Hinkley is an avid supporter of greyhound racing and is actively involved in the sport as a part-owner. He is a member of a syndicate that includes current and former players from the Port Adelaide Football Club, as well as Chris Davies, who previously was the General Manager of Football Operations for the club.

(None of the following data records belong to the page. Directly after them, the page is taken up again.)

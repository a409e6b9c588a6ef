//! Server configuration parsed from environment variables.

use thiserror::Error;

pub const DEFAULT_PORT: u16 = 3000;
pub const DEFAULT_SITE_ORIGIN: &str = "https://example.com";

#[derive(Debug, Error, PartialEq, Eq)]
pub enum ConfigError {
    #[error("invalid PORT '{0}'")]
    InvalidPort(String),
    #[error("invalid SITE_ORIGIN '{0}' (expected an http:// or https:// origin)")]
    InvalidOrigin(String),
}

#[derive(Debug, Clone, PartialEq, Eq)]
pub struct ServerConfig {
    pub port: u16,
    /// Public origin used for absolute URLs in `robots.txt` and `sitemap.xml`.
    pub site_origin: String,
}

impl ServerConfig {
    /// Build typed config from environment variables.
    ///
    /// Optional:
    /// - `PORT`: default 3000
    /// - `SITE_ORIGIN`: default `https://example.com`, trailing `/` trimmed
    pub fn from_env() -> Result<Self, ConfigError> {
        Ok(Self {
            port: parse_port(env_var("PORT").as_deref())?,
            site_origin: parse_origin(env_var("SITE_ORIGIN").as_deref())?,
        })
    }
}

fn env_var(key: &str) -> Option<String> {
    std::env::var(key).ok().filter(|v| !v.trim().is_empty())
}

fn parse_port(raw: Option<&str>) -> Result<u16, ConfigError> {
    match raw {
        None => Ok(DEFAULT_PORT),
        Some(raw) => raw.trim().parse().map_err(|_| ConfigError::InvalidPort(raw.to_owned())),
    }
}

fn parse_origin(raw: Option<&str>) -> Result<String, ConfigError> {
    let origin = raw.unwrap_or(DEFAULT_SITE_ORIGIN).trim().trim_end_matches('/');
    if origin.starts_with("http://") || origin.starts_with("https://") {
        Ok(origin.to_owned())
    } else {
        Err(ConfigError::InvalidOrigin(origin.to_owned()))
    }
}

#[cfg(test)]
#[path = "config_test.rs"]
mod tests;
//! Hard-coded site content.
//!
//! DESIGN
//! ======
//! Pages render these arrays directly. Everything here is `'static` data so
//! the same values are produced during SSR and after hydration.

pub mod about;
pub mod faq;
pub mod information;
pub mod landing;
pub mod room;

/// Brand name used in page titles and Open Graph tags.
pub const SITE_NAME: &str = "PhòngTốt";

==Honours & achievements==
===Playing honours===
Team
- McClelland Trophy/AFL minor premiership: (1992) Geelong
- AFL Grand Final player: (1992, 1994, 1995) Geelong
Individual
- Carji Greeves Medal: (1992)
- 2× All-Australian: (1991, 1992)
- Geelong captain: 1995
===Coaching honours===
Team
- McClelland Trophy/AFL minor premiership: (2020) Port Adelaide
Individual
- 2× AFLCA Coach of the Year (2013, 2020)

==Statistics==

===Playing statistics===

Season: Team; No.; Games; Totals; Averages (per game)
G: B; K; H; D; M; T; G; B; K; H; D; M; T
1987: Fitzroy; 48; 10; 20; 12; 79; 33; 112; 39; 8; 2.0; 1.2; 7.9; 3.3; 11.2; 3.9; 0.8
1988: Fitzroy; 22; 1; 1; 3; 15; 3; 18; 4; 0; 1.0; 3.0; 15.0; 3.0; 18.0; 4.0; 0.0
1989: Geelong; 39; 1; 0; 0; 6; 2; 8; 0; 1; 0.0; 0.0; 6.0; 2.0; 8.0; 0.0; 1.0
1990: Geelong; 39; 15; 27; 25; 149; 64; 213; 64; 10; 1.8; 1.7; 9.9; 4.3; 14.2; 4.3; 0.7
1991: Geelong; 29; 24; 3; 10; 391; 110; 501; 114; 26; 0.1; 0.4; 16.3; 4.6; 20.9; 4.8; 1.1
1992: Geelong; 29; 26; 8; 7; 443; 100; 543; 130; 32; 0.3; 0.3; 17.0; 3.8; 20.9; 5.0; 1.2
1993: Geelong; 29; 16; 5; 7; 211; 89; 300; 56; 12; 0.3; 0.4; 13.2; 5.6; 18.8; 3.5; 0.8
1994: Geelong; 29; 25; 2; 4; 306; 130; 436; 95; 26; 0.1; 0.2; 12.2; 5.2; 17.4; 3.8; 1.0
1995: Geelong; 29; 14; 13; 14; 137; 59; 196; 37; 8; 0.9; 1.0; 9.8; 4.2; 14.0; 2.6; 0.6
Career: 132; 79; 82; 1737; 590; 2327; 539; 123; 0.6; 0.6; 13.2; 4.5; 17.6; 4.1; 0.9

===Coaching statistics===
Statistics are correct to the end of the 2025 AFL season

| Team | Year | Home and Away Season |  |  |  |  | Finals |  |  |  |
| Won | Lost | Drew | Win % | Position | Won | Lost | Win % | Result |
| PA | 2013* | 12 | 9* | 0 | .571 | 7th out of 18 | 1 | 1 | .500 | Lost to Geelong in Semi Final |
| PA | 2014 | 14 | 8 | 0 | .636 | 5th out of 18 | 2 | 1 | .667 | Lost to Hawthorn in Preliminary Final |
| PA | 2015 | 12 | 10 | 0 | .545 | 9th out of 18 | - | - | - | - |
| PA | 2016 | 10 | 12 | 0 | .456 | 10th out of 18 | - | - | - | - |
| PA | 2017 | 14 | 8 | 0 | .636 | 5th out of 18 | 0 | 1 | .000 | Lost to West Coast in Elimination Final |
| PA | 2018 | 12 | 10 | 0 | .545 | 10th out of 18 | - | - | - | - |
| PA | 2019 | 11 | 11 | 0 | .500 | 10th out of 18 | - | - | - | - |
| PA | 2020 | 14 | 3 | 0 | .824 | 1st out of 18 | 1 | 1 | .500 | Lost to Richmond in Preliminary Final |
| PA | 2021 | 17 | 5 | 0 | .773 | 2nd out of 18 | 1 | 1 | .500 | Lost to Western Bulldogs in Preliminary Final |
| PA | 2022* | 11 | 10* | 0 | .524 | 11th out of 18 | - | - | - | - |
| PA | 2023 | 17 | 6 | 0 | .739 | 3rd out of 18 | 0 | 2 | .000 | Lost to GWS in Semi Final |
| PA | 2024 | 16 | 7 | 0 | .670 | 2nd out of 18 | 1 | 2 | .333 | Lost to Sydney in Preliminary Final |
| PA | 2025 | 9 | 14 | 0 | .391 | 13th out of 18 | - | - | - | - |
| Total |  | 174 | 123 | 0 | .602 |  | 6 | 9 | .400 |  |

- Hinkley did not coach the round 6, 2013 match due to an illness.

- Hinkley did not coach the round 18, 2022 match due to covid health and safety protocols.